Stored data entries

= Beginning of Section =

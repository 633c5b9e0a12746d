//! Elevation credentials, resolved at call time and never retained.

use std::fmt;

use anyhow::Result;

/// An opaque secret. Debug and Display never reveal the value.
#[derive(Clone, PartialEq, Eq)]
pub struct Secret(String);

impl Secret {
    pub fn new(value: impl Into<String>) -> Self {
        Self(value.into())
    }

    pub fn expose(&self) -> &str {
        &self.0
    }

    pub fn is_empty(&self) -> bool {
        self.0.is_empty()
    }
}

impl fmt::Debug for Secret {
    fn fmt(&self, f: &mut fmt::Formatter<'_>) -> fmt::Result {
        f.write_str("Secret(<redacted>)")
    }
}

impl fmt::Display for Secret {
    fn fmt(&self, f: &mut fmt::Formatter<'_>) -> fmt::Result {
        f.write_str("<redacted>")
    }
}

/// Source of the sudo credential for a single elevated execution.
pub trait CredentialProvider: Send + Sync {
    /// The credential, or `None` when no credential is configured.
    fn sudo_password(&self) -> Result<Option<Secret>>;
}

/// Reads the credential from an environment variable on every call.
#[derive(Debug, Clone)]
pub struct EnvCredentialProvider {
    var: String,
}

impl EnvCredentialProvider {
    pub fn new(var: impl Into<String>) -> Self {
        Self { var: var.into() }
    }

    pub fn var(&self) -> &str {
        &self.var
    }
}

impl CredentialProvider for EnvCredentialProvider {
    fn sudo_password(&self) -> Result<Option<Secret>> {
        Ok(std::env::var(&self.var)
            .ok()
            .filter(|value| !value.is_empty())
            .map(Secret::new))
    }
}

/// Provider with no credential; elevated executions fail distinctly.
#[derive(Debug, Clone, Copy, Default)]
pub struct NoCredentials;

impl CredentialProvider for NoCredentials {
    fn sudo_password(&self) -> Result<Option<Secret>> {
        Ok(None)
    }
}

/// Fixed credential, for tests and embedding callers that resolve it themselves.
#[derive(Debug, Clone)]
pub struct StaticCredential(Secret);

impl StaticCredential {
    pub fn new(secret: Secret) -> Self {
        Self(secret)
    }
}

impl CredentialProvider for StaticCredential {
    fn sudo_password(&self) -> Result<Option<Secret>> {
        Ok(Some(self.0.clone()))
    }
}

= End of Section =
= Beginning of Section =

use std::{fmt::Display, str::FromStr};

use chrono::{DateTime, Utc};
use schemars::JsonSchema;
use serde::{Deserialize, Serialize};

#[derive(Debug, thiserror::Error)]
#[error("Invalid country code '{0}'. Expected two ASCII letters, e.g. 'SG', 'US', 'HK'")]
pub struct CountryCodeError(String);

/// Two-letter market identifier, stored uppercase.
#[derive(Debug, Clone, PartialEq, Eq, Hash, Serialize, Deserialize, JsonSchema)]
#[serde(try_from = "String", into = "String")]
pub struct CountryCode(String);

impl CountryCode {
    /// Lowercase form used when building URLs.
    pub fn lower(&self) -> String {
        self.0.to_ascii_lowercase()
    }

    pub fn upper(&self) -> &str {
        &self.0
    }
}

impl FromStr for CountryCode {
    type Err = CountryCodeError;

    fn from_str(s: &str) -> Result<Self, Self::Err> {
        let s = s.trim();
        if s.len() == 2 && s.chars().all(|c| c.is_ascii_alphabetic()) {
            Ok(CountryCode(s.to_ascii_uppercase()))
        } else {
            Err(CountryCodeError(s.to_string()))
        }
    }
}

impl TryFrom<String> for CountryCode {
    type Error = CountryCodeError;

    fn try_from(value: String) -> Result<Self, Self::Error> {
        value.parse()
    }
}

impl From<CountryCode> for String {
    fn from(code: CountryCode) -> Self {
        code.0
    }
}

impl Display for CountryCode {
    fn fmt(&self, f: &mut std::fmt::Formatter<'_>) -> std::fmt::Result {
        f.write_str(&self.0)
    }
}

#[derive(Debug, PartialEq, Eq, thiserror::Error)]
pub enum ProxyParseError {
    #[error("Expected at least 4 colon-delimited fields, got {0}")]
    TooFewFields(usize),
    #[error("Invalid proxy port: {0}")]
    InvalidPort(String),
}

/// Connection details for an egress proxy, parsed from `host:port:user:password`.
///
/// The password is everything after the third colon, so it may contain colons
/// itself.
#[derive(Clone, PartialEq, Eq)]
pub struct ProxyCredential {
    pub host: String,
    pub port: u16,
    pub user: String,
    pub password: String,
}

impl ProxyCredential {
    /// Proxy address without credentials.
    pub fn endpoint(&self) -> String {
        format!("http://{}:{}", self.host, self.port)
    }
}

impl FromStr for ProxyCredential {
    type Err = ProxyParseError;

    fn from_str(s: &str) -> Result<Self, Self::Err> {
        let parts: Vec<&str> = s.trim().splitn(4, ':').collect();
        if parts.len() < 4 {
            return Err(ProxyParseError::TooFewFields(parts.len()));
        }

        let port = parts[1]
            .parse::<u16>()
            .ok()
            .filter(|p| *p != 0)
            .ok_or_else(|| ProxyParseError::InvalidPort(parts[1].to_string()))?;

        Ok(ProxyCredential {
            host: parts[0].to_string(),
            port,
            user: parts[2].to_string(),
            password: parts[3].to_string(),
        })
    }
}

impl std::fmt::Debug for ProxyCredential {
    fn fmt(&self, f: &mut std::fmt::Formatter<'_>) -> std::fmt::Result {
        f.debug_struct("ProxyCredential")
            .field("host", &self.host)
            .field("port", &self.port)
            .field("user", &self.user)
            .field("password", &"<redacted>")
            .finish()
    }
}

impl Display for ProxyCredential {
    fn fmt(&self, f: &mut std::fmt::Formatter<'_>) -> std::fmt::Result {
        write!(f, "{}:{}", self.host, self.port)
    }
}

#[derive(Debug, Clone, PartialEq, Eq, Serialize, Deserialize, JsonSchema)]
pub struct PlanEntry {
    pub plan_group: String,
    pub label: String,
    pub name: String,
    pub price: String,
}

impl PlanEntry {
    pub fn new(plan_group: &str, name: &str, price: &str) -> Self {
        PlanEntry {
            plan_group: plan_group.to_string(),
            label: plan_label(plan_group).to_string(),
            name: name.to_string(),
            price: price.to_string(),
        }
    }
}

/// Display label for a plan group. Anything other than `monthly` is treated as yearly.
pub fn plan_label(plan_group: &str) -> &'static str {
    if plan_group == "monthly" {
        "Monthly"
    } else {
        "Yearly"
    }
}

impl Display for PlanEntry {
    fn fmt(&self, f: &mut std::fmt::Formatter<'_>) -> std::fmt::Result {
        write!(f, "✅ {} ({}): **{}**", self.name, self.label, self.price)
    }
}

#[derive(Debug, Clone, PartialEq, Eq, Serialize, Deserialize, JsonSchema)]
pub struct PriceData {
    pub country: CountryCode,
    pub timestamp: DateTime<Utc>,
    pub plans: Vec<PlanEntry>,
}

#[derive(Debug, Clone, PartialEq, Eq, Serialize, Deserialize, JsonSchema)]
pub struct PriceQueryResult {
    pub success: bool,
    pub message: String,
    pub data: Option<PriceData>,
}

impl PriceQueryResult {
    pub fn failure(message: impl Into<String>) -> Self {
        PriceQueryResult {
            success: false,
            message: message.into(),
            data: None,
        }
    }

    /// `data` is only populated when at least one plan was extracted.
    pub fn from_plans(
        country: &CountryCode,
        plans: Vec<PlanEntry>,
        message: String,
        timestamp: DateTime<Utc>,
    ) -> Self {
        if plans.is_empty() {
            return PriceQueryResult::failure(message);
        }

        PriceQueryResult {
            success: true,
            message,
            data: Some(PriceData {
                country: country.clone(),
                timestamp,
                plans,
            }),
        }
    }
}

= End of Section =

» **AIM OF THE EXERCISE**
From the entries above, give again exactly the lines running from the line with "repository 633c5b9e0a12746d" to the line with "pub struct NoCredentials;"; include both of those lines.

» **YOUR SOLUTION**
repository 633c5b9e0a12746d
//! Elevation credentials, resolved at call time and never retained.

use std::fmt;

use anyhow::Result;

/// An opaque secret. Debug and Display never reveal the value.
#[derive(Clone, PartialEq, Eq)]
pub struct Secret(String);

impl Secret {
    pub fn new(value: impl Into<String>) -> Self {
        Self(value.into())
    }

    pub fn expose(&self) -> &str {
        &self.0
    }

    pub fn is_empty(&self) -> bool {
        self.0.is_empty()
    }
}

impl fmt::Debug for Secret {
    fn fmt(&self, f: &mut fmt::Formatter<'_>) -> fmt::Result {
        f.write_str("Secret(<redacted>)")
    }
}

impl fmt::Display for Secret {
    fn fmt(&self, f: &mut fmt::Formatter<'_>) -> fmt::Result {
        f.write_str("<redacted>")
    }
}

/// Source of the sudo credential for a single elevated execution.
pub trait CredentialProvider: Send + Sync {
    /// The credential, or `None` when no credential is configured.
    fn sudo_password(&self) -> Result<Option<Secret>>;
}

/// Reads the credential from an environment variable on every call.
#[derive(Debug, Clone)]
pub struct EnvCredentialProvider {
    var: String,
}

impl EnvCredentialProvider {
    pub fn new(var: impl Into<String>) -> Self {
        Self { var: var.into() }
    }

    pub fn var(&self) -> &str {
        &self.var
    }
}

impl CredentialProvider for EnvCredentialProvider {
    fn sudo_password(&self) -> Result<Option<Secret>> {
        Ok(std::env::var(&self.var)
            .ok()
            .filter(|value| !value.is_empty())
            .map(Secret::new))
    }
}

/// Provider with no credential; elevated executions fail distinctly.
#[derive(Debug, Clone, Copy, Default)]
pub struct NoCredentials;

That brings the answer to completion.